Because we’re all wearing SPF like it’s a piece of clothing, we’re not being exposed to the sun, and thus we’re not producing much vitamin D on our own. We’re certainly not eating much cod liver oil, mackerel or sardines, either, which are some of the main food sources of it. And by the way, vitamin D that’s added to milk is NOT the kind that is easily absorbed by us – it’s D2, not D3 – so it’s not doing us much good. It can actually even be toxic…
Here’s a great article by a trusted source on vitamin D. I think his suggestion to take 5,000 IU per day of vitamin D is a little high, though; 2,000 or even 1,000 IU per day is enough, as more than that can tax people’s bodies. Get your levels tested (I can do that for you for about $60 through DirectLabs) to see where you’re at.

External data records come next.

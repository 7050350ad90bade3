//! Pipeline handle FFI: create, initialize, step, cleanup, destroy.
//!
//! Uses per-pipeline `Arc<Mutex<Pipeline>>` so the global `PIPELINES`
//! table lock is only held for handle lookup. Different pipelines can be
//! stepped concurrently from different host threads.

use std::sync::{Arc, Mutex};

use swirl_core::{Cell, SlotKey, SlotTable};
use swirl_device::HostDevice;
use swirl_engine::Pipeline;

use crate::config::configs;
use crate::status::SwirlStatus;
use crate::types::{SwirlLifecycleState, SwirlStepMetrics};

type PipelineArc = Arc<Mutex<Pipeline>>;

static PIPELINES: Mutex<SlotTable<PipelineArc>> = Mutex::new(SlotTable::new());

/// Clone the Arc for a pipeline handle, briefly locking the global table.
///
/// Returns `None` if the handle is invalid or the mutex is poisoned.
fn get_pipeline(handle: u64) -> Option<PipelineArc> {
    PIPELINES
        .lock()
        .ok()?
        .get(SlotKey::from_raw(handle))
        .cloned()
}

/// Create a pipeline from a config handle. Consumes the config.
///
/// On success, writes the pipeline handle to `out` and returns `SWIRL_OK`.
/// On failure the config is still consumed.
#[no_mangle]
#[allow(unsafe_code)]
pub extern "C" fn swirl_pipeline_create(config_handle: u64, out: *mut u64) -> i32 {
    ffi_guard!({
        // Consume first so the config is gone on every return path.
        let builder = match ffi_lock!(configs()).remove(SlotKey::from_raw(config_handle)) {
            Some(b) => b,
            None => return SwirlStatus::InvalidHandle as i32,
        };
        if out.is_null() {
            return SwirlStatus::InvalidArgument as i32;
        }

        let device = match HostDevice::new(builder.device) {
            Ok(d) => d,
            Err(e) => {
                tracing::error!(error = %e, "host device failed to start");
                return SwirlStatus::DeviceFault as i32;
            }
        };
        let pipeline = match Pipeline::new(Box::new(device), builder.pipeline) {
            Ok(p) => p,
            Err(e) => return SwirlStatus::from(&e) as i32,
        };

        let handle = ffi_lock!(PIPELINES)
            .insert(Arc::new(Mutex::new(pipeline)))
            .to_raw();
        // SAFETY: out is non-null and valid per caller contract.
        unsafe { *out = handle };
        SwirlStatus::Ok as i32
    })
}

/// Destroy a pipeline handle. A pipeline that was not cleaned up is
/// released first.
#[allow(unsafe_code)]
#[no_mangle]
pub extern "C" fn swirl_pipeline_destroy(handle: u64) -> i32 {
    ffi_guard!({
        match ffi_lock!(PIPELINES).remove(SlotKey::from_raw(handle)) {
            Some(_) => SwirlStatus::Ok as i32,
            None => SwirlStatus::InvalidHandle as i32,
        }
    })
}

/// Run `f` on the pipeline behind `handle` with only that pipeline locked.
fn with_pipeline(handle: u64, f: impl FnOnce(&mut Pipeline) -> i32) -> i32 {
    let Some(arc) = get_pipeline(handle) else {
        return SwirlStatus::InvalidHandle as i32;
    };
    let mut pipeline = ffi_lock!(arc);
    f(&mut *pipeline)
}

/// Allocate device state for a `width × height` grid.
#[allow(unsafe_code)]
#[no_mangle]
pub extern "C" fn swirl_pipeline_initialize(handle: u64, width: i64, height: i64) -> i32 {
    ffi_guard!({
        with_pipeline(handle, |p| {
            SwirlStatus::from(p.initialize(width, height)) as i32
        })
    })
}

/// Run one tick and expose the encoded frame.
///
/// `*out_ptr` / `*out_len` receive the frame. The bytes stay valid until
/// the next step, cleanup or destroy of this handle; copy them to keep
/// them. On failure `*out_ptr` is NULL and `*out_len` is 0.
#[no_mangle]
#[allow(unsafe_code)]
pub extern "C" fn swirl_pipeline_step(
    handle: u64,
    out_ptr: *mut *const u8,
    out_len: *mut usize,
) -> i32 {
    ffi_guard!({
        if out_ptr.is_null() || out_len.is_null() {
            return SwirlStatus::InvalidArgument as i32;
        }
        // SAFETY: both pointers are non-null and valid per caller contract.
        unsafe {
            *out_ptr = std::ptr::null();
            *out_len = 0;
        }
        with_pipeline(handle, |p| match p.step() {
            Ok(frame) => {
                // SAFETY: as above. The frame is heap-allocated and owned by
                // the pipeline, so the pointer outlives the lock guard.
                unsafe {
                    *out_ptr = frame.as_ptr();
                    *out_len = frame.len();
                }
                SwirlStatus::Ok as i32
            }
            Err(e) => SwirlStatus::from(&e) as i32,
        })
    })
}

/// Change output resolution and quality for subsequent steps.
#[allow(unsafe_code)]
#[no_mangle]
pub extern "C" fn swirl_pipeline_update_camera(
    handle: u64,
    width: i64,
    height: i64,
    quality: i64,
) -> i32 {
    ffi_guard!({
        with_pipeline(handle, |p| {
            SwirlStatus::from(p.update_camera(width, height, quality)) as i32
        })
    })
}

/// Apply a constant force `(fx, fy)` at cell `(x, y)` on every following
/// tick. A zero force removes it.
#[allow(unsafe_code)]
#[no_mangle]
pub extern "C" fn swirl_pipeline_stir(handle: u64, x: u32, y: u32, fx: f32, fy: f32) -> i32 {
    ffi_guard!({
        let force = Cell::new(fx, fy);
        if !force.is_finite() {
            return SwirlStatus::InvalidArgument as i32;
        }
        with_pipeline(handle, |p| SwirlStatus::from(p.stir(x, y, force)) as i32)
    })
}

/// Overwrite FieldGrid cell `(x, y)` with `(vx, vy)`.
#[allow(unsafe_code)]
#[no_mangle]
pub extern "C" fn swirl_pipeline_inject(handle: u64, x: u32, y: u32, vx: f32, vy: f32) -> i32 {
    ffi_guard!({
        let value = Cell::new(vx, vy);
        if !value.is_finite() {
            return SwirlStatus::InvalidArgument as i32;
        }
        with_pipeline(handle, |p| SwirlStatus::from(p.inject(x, y, value)) as i32)
    })
}

/// Write the number of completed ticks to `out`.
#[no_mangle]
#[allow(unsafe_code)]
pub extern "C" fn swirl_pipeline_tick_get(handle: u64, out: *mut u64) -> i32 {
    ffi_guard!({
        if out.is_null() {
            return SwirlStatus::InvalidArgument as i32;
        }
        with_pipeline(handle, |p| {
            // SAFETY: out is non-null and valid per caller contract.
            unsafe { *out = p.tick().0 };
            SwirlStatus::Ok as i32
        })
    })
}

/// Write the lifecycle state (`SwirlLifecycleState`) to `out`.
#[no_mangle]
#[allow(unsafe_code)]
pub extern "C" fn swirl_pipeline_state_get(handle: u64, out: *mut i32) -> i32 {
    ffi_guard!({
        if out.is_null() {
            return SwirlStatus::InvalidArgument as i32;
        }
        with_pipeline(handle, |p| {
            let state = SwirlLifecycleState::from(p.state()) as i32;
            // SAFETY: out is non-null and valid per caller contract.
            unsafe { *out = state };
            SwirlStatus::Ok as i32
        })
    })
}

/// Write the metrics of the last successful step to `out`.
#[no_mangle]
#[allow(unsafe_code)]
pub extern "C" fn swirl_pipeline_metrics_get(handle: u64, out: *mut SwirlStepMetrics) -> i32 {
    ffi_guard!({
        if out.is_null() {
            return SwirlStatus::InvalidArgument as i32;
        }
        with_pipeline(handle, |p| {
            let m = SwirlStepMetrics::from_rust(p.last_metrics());
            // SAFETY: out is non-null and valid per caller contract.
            unsafe { *out = m };
            SwirlStatus::Ok as i32
        })
    })
}

/// Release all device and host resources of the pipeline. The handle
/// stays valid for queries until destroyed.
#[allow(unsafe_code)]
#[no_mangle]
pub extern "C" fn swirl_pipeline_cleanup(handle: u64) -> i32 {
    ffi_guard!({ with_pipeline(handle, |p| SwirlStatus::from(p.cleanup()) as i32) })
}

#[cfg(test)]
mod tests {
    use super::*;
    use crate::config::{swirl_config_create, swirl_config_set_camera, swirl_config_set_device};

    fn small_pipeline() -> u64 {
        let mut cfg = 0u64;
        assert_eq!(swirl_config_create(&mut cfg), 0);
        assert_eq!(swirl_config_set_device(cfg, 2, 16 << 20), 0);
        let mut h = 0u64;
        assert_eq!(swirl_pipeline_create(cfg, &mut h), 0);
        h
    }

    fn state(h: u64) -> i32 {
        let mut s = -1;
        assert_eq!(swirl_pipeline_state_get(h, &mut s), 0);
        s
    }

    #[test]
    fn create_consumes_config() {
        let mut cfg = 0u64;
        swirl_config_create(&mut cfg);
        let mut h = 0u64;
        assert_eq!(swirl_pipeline_create(cfg, &mut h), 0);
        assert_eq!(
            swirl_pipeline_create(cfg, &mut h),
            SwirlStatus::InvalidHandle as i32
        );
        assert_eq!(swirl_pipeline_destroy(h), 0);
    }

    #[test]
    fn create_with_null_out_still_consumes_config() {
        let mut cfg = 0u64;
        swirl_config_create(&mut cfg);
        assert_eq!(
            swirl_pipeline_create(cfg, std::ptr::null_mut()),
            SwirlStatus::InvalidArgument as i32
        );
        assert_eq!(
            swirl_config_set_camera(cfg, 8, 8),
            SwirlStatus::InvalidHandle as i32
        );
    }

    #[test]
    fn full_lifecycle_through_handles() {
        let h = small_pipeline();
        assert_eq!(state(h), SwirlLifecycleState::Uninitialized as i32);
        assert_eq!(swirl_pipeline_initialize(h, 32, 24), 0);
        assert_eq!(state(h), SwirlLifecycleState::Ready as i32);

        let mut ptr: *const u8 = std::ptr::null();
        let mut len = 0usize;
        for _ in 0..3 {
            assert_eq!(swirl_pipeline_step(h, &mut ptr, &mut len), 0);
            assert!(!ptr.is_null());
            assert!(len > 0);
        }
        // SAFETY: ptr/len describe the live frame until the next step.
        #[allow(unsafe_code)]
        let bytes = unsafe { std::slice::from_raw_parts(ptr, len) };
        assert_eq!(&bytes[..2], &[0xFF, 0xD8]);

        let mut tick = 0u64;
        assert_eq!(swirl_pipeline_tick_get(h, &mut tick), 0);
        assert_eq!(tick, 3);
        let mut m = SwirlStepMetrics::default();
        assert_eq!(swirl_pipeline_metrics_get(h, &mut m), 0);
        assert_eq!(m.tick, 3);
        assert_eq!(m.frame_bytes, len as u64);

        assert_eq!(swirl_pipeline_cleanup(h), 0);
        assert_eq!(state(h), SwirlLifecycleState::Released as i32);
        assert_eq!(
            swirl_pipeline_step(h, &mut ptr, &mut len),
            SwirlStatus::LifecycleViolation as i32
        );
        assert!(ptr.is_null());
        assert_eq!(len, 0);
        assert_eq!(swirl_pipeline_destroy(h), 0);
        assert_eq!(swirl_pipeline_destroy(h), SwirlStatus::InvalidHandle as i32);
        assert_eq!(swirl_pipeline_cleanup(h), SwirlStatus::InvalidHandle as i32);
    }

    #[test]
    fn step_before_initialize_is_a_lifecycle_violation() {
        let h = small_pipeline();
        let mut ptr: *const u8 = std::ptr::null();
        let mut len = 0usize;
        assert_eq!(
            swirl_pipeline_step(h, &mut ptr, &mut len),
            SwirlStatus::LifecycleViolation as i32
        );
        assert_eq!(
            swirl_pipeline_step(h, std::ptr::null_mut(), &mut len),
            SwirlStatus::InvalidArgument as i32
        );
        swirl_pipeline_destroy(h);
    }

    #[test]
    fn argument_errors_map_to_status_codes() {
        let h = small_pipeline();
        assert_eq!(
            swirl_pipeline_initialize(h, 0, 8),
            SwirlStatus::InvalidArgument as i32
        );
        assert_eq!(swirl_pipeline_initialize(h, 8, 8), 0);
        assert_eq!(
            swirl_pipeline_initialize(h, 8, 8),
            SwirlStatus::LifecycleViolation as i32
        );
        assert_eq!(
            swirl_pipeline_stir(h, 8, 0, 1.0, 0.0),
            SwirlStatus::InvalidArgument as i32
        );
        assert_eq!(
            swirl_pipeline_inject(h, 0, 0, f32::NAN, 0.0),
            SwirlStatus::InvalidArgument as i32
        );
        assert_eq!(swirl_pipeline_inject(h, 1, 1, 0.5, 0.5), 0);
        assert_eq!(
            swirl_pipeline_update_camera(h, 16, 16, 0),
            SwirlStatus::InvalidArgument as i32
        );
        assert_eq!(swirl_pipeline_update_camera(h, 16, 16, 90), 0);
        assert_eq!(swirl_pipeline_cleanup(h), 0);
        swirl_pipeline_destroy(h);
    }

    #[test]
    fn destroy_releases_an_initialized_pipeline() {
        let h = small_pipeline();
        assert_eq!(swirl_pipeline_initialize(h, 8, 8), 0);
        assert_eq!(swirl_pipeline_destroy(h), 0);
        let mut tick = 0u64;
        assert_eq!(
            swirl_pipeline_tick_get(h, &mut tick),
            SwirlStatus::InvalidHandle as i32
        );
    }
}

You want to be over 60 mg/dL, regardless of what your conventional doc says is good. Their standards of healthy blood lab results are often lower than optimal levels.
If you do end up buying a vitamin D supplement, make sure it’s D3, and make sure it doesn’t have any weird ingredients in it. Here’s a good one. Since this product is a 5,000 IU dose, you don’t need to take it every day. Instead, take it every other day or only on weekdays. Have your levels rechecked after about 3 months to see where you’re at.
So there you have it. Those are the supplements I most often suggest for people. I strongly believe our diet is capable of providing very nicely for us, especially if we vary our diet, eat organic and properly raised foods, and get out in the sun as often as we can (within reason, you bronzy sun worshipers…).
Let us know your experiences with supplements. Have you had any miraculous turn-arounds with certain products? Any words of wisdom for your fellow readers?